New Orleans existed before anyone knew it as New Orleans, before time and man claimed it. I can not avoid thinking of this city now as independent of it’s people, it is a city that does not need buildings, roads, or police. When any native speaks of it, they can not describe what makes this home, jazz may be the closest anyone has ever gotten to understanding it, and I am also lost in the middle and as of now I don't wish to understand either. Perhaps that is what makes this place so special.
I drove into Central City on my first visit by accident, and without knowing it I saw New Orleans. Between my home in the Bywater and there, we are only separated by space and paint. A fresh coat of paint on my Shotgun separates my neighborhood from theirs, but in this simple act color has pushed people further apart again as some can afford to paint and others can’t. Yet as some neighborhoods desaturate towards a monochromatic gray, their identities remain colorful on the street fronts, on porches, and in the neutral grounds. While some houses are repaired, others are being repaired, and others remain tattered, residents are not bound by the condition of repair to inform their cosmology. Instead, they seem to rely on nothing. People do not make this place because it exists without them, as homes still exists without fresh paint, as people still live without homes. I am separated by paint yet this difference is irrelevant, because repair is a natural condition and ‘place’ is a natural occurrence. Therefore to describe this place becomes useless since language is paint, it is only a condition of repair, an evolutionary event that doesn’t conclude with any finality, only questions.

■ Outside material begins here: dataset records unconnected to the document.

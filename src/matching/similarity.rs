//! Text similarity scores in `[0, 1]`.

use std::collections::HashMap;

/// Scores how alike two normalized strings are
pub trait SimilarityService: Send + Sync {
    /// Per-text representation, built once and compared many times
    type Features;

    fn features(&self, text: &str) -> Self::Features;

    /// Score two prepared texts. Empty input scores 0.
    fn score(&self, a: &Self::Features, b: &Self::Features) -> f64;

    /// 1.0 for identical meaning, 0.0 for nothing in common. Empty input scores 0.
    fn similarity(&self, a: &str, b: &str) -> f64 {
        self.score(&self.features(a), &self.features(b))
    }
}

const WORD_WEIGHT: f64 = 1.0;
const TRIGRAM_WEIGHT: f64 = 0.5;

/// Cosine similarity over whole words plus character trigrams.
///
/// Trigrams let near spellings ("mitigeur" / "mitigeurs", "wc" / "w.c") score
/// above zero while shared words dominate.
#[derive(Debug, Clone, Default)]
pub struct TermVectorSimilarity;

/// Weighted word and trigram counts of one text, with their norm
#[derive(Debug, Clone, Default)]
pub struct TermVector {
    weights: HashMap<String, f64>,
    norm: f64,
}

impl TermVector {
    pub fn is_empty(&self) -> bool {
        self.weights.is_empty()
    }
}

impl TermVectorSimilarity {
    pub fn new() -> Self {
        Self
    }
}

impl SimilarityService for TermVectorSimilarity {
    type Features = TermVector;

    fn features(&self, text: &str) -> TermVector {
        let mut weights = HashMap::new();
        for token in text.split_whitespace() {
            *weights.entry(format!("w:{token}")).or_insert(0.0) += WORD_WEIGHT;

            let padded: Vec<char> = format!("<{token}>").chars().collect();
            for window in padded.windows(3) {
                let gram: String = window.iter().collect();
                *weights.entry(format!("g:{gram}")).or_insert(0.0) += TRIGRAM_WEIGHT;
            }
        }
        let norm = weights.values().map(|w| w * w).sum::<f64>().sqrt();
        TermVector { weights, norm }
    }

    fn score(&self, a: &TermVector, b: &TermVector) -> f64 {
        if a.is_empty() || b.is_empty() {
            return 0.0;
        }
        let (small, large) = if a.weights.len() <= b.weights.len() {
            (a, b)
        } else {
            (b, a)
        };
        let dot: f64 = small
            .weights
            .iter()
            .filter_map(|(key, weight)| large.weights.get(key).map(|other| weight * other))
            .sum();

        (dot / (a.norm * b.norm)).clamp(0.0, 1.0)
    }
}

The natural state of things has it so that my life is naturally separated from others who live miles away or even blocks away, therefore I can not possibly understand their position as my body can not be in two places at once. Architecture attempts to do this, it attempts at place making, but perhaps New Orleans has already solved the problem. Looking towards this city as a model for architects, the people have painted an invisible yet colorful way of living without intention or dogmatic visions. It is not an organic condition but it acts as an artifact whose meaning shifts with context and condition, it’s residue is the content because it is a city looking backwards to find meaning. In between cracks I have found more in this city than an entire childhood at home. Perhaps because I am forced to since it is a city made of cracks, alleys, and corners. Liminal space is invalid in New Orleans because it aggregates the city and the people, the ‘in-between’ is everywhere.
As a nomadic resident I only know this city as I see it now. Scaffolding is everywhere, repair is constant, and I am never sure of the distinction between what was and what is. But that doesn't really matter here as I try to move beyond what I know into what I see and experience.
What I see and feel differ, because I see run down houses yet I have romantic visions of what the house has seen. I see ornate roof details in the light and sweat from it. I feel intrigued by the history yet I am so hot that I can not imagine building it, and therefore feel disconnected from them, but I am in love with the condition. But that is the nature of place, and the nature of New Orleans.